Take care of, care about , or watch out for?
English learners often get confused when using the phrases take care of, watch out for, and care about. There are specific contexts in which to use each one. Let’s take a look at them.
Take care of
Take care of is used when talking about managing, supervising, or acting responsibly for something or someone. It involves some sort of action. Here are some examples:
I need to take care of my nephews this weekend because my sister has to work.
You really should take care of yourself better if you want to be healthy.
Gregory takes care of his bills first before spending his money on other things.
Care about is used to refer to how you feel about something or what you think is important or not important (if used negatively). It refers to sentiment, not action. Here are some examples:
Some people really care about environmental issues.
It’s obvious that he doesn’t care about his car because it is in such bad condition.
My ideal mate is someone who cares about my problems.
Watch out for
Watch out for is similar to take care of, but is used when referring to something dangerous or risky. It is generally used to warn someone of something that may occur. Here are some examples:
You need to watch out for robbers while walking through San Jose at night. (you might get robbed)
Be sure to watch out for spelling errors when writing your essay. (you might fail the assignment)
Whenever Shelia is drives, she watches out for pedestrians. (she might hit someone)
Underline the correct expression to complete the sentence.
1. I need someone to (take care of / care about) my house while I’m on vacation.
2. When you are traveling, you need to (care about / watch out for) people that want to steal your money.
3. I really don’t (care about / take care of) what beach we go to. I just want to leave San Jose!
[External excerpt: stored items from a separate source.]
//! Web server command.

use console::style;

use crate::config::Settings;
use crate::server::{self, AppState};

/// Default port when the bind address names only a host.
const DEFAULT_PORT: u16 = 5000;

/// Start the web server.
pub async fn cmd_serve(settings: &Settings, bind: &str) -> anyhow::Result<()> {
    let (host, port) = parse_bind_address(bind)?;

    println!(
        "{} Connecting to {}...",
        style("→").cyan(),
        settings.redacted_mongo_uri()
    );
    let state = match AppState::connect(settings).await {
        Ok(state) => {
            println!("  {} Database ready", style("✓").green());
            state
        }
        Err(e) => {
            eprintln!("  {} {}", style("✗").red(), e);
            return Err(e);
        }
    };

    println!(
        "{} Serving news API at http://{}:{}",
        style("→").cyan(),
        host,
        port
    );
    println!("  Press Ctrl+C to stop");

    server::serve(state, &host, port).await
}

/// Parse a bind address that can be:
/// - Just a port: "8080" -> 127.0.0.1:8080
/// - Just a host: "0.0.0.0" -> 0.0.0.0:5000
/// - Host and port: "0.0.0.0:8080" -> 0.0.0.0:8080
fn parse_bind_address(bind: &str) -> anyhow::Result<(String, u16)> {
    let bind = bind.trim();
    if bind.is_empty() {
        anyhow::bail!("Bind address must not be empty");
    }

    if let Ok(port) = bind.parse::<u16>() {
        return Ok(("127.0.0.1".to_string(), port));
    }

    if let Some((host, port_str)) = bind.rsplit_once(':') {
        if let Ok(port) = port_str.parse::<u16>() {
            return Ok((host.to_string(), port));
        }
        anyhow::bail!("Invalid port in bind address '{}'", bind);
    }

    Ok((bind.to_string(), DEFAULT_PORT))
}

#[cfg(test)]
mod tests {
    use super::*;

    #[test]
    fn test_parse_bind_address() {
        assert_eq!(
            parse_bind_address("8080").unwrap(),
            ("127.0.0.1".to_string(), 8080)
        );
        assert_eq!(
            parse_bind_address("0.0.0.0").unwrap(),
            ("0.0.0.0".to_string(), 5000)
        );
        assert_eq!(
            parse_bind_address("0.0.0.0:9000").unwrap(),
            ("0.0.0.0".to_string(), 9000)
        );
        assert!(parse_bind_address("localhost:http").is_err());
        assert!(parse_bind_address("").is_err());
    }
}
4. I told her to (care about / watch out for) sharks in the water while swimming.
5. Most people don’t (take care of / care about) things that happen in other places in the world.
6. You should (watch out for / take care of) your belonging when traveling on the bus.
7. My brother never has any money. That’s why he needs to (watch out for / take care of) his money better.
8. I will (take care of / care about) the situation as soon as I return.
9. I don’t think politicians really (care about / watch out for) the people that vote for them.
10. Please (take care of / watch out for) sharp objects when walking on the beach.
Answers to last week’s Check Yourself
Complete the following mini-dialogues below with either What, How, or That’s.
1. A: The teacher talked for hours and hours.
B: _What_ a boring class!
2. A: I took my son to the hospital yesterday.
B: ___How / That’s__ terrible! Is he OK?
3. A: I bought a new car last week and I’m already having problems with it.
B: __What__ a piece of junk! You should have the dealership fixed it for free.
4. A: I forgot to bring my wallet with me last night and my friend refused to buy me a beer.
B: ___What_ a cheapskate!
5. A: My sister just had twins.
B: __How / That’s__ wonderful! Are they boys or girls? Or one of each?
6. A: My mother made her home-made lasagna last night.
B: ___How__ delicious! I love Italian food!
7. A: I love ketchup on my pizza!
B: ___How / That’s__ gross!
8. A: I won the lottery just after losing my job.
B: __What_ a lucky break!
9. A: It took me three hours to get home because of traffic.
B: __How / That’s___ frustrating! I hate rush hour!
10. A: Look! My dog destroyed my house while I was at work.
B: __What__ a mess! This’ll take hours to clean up!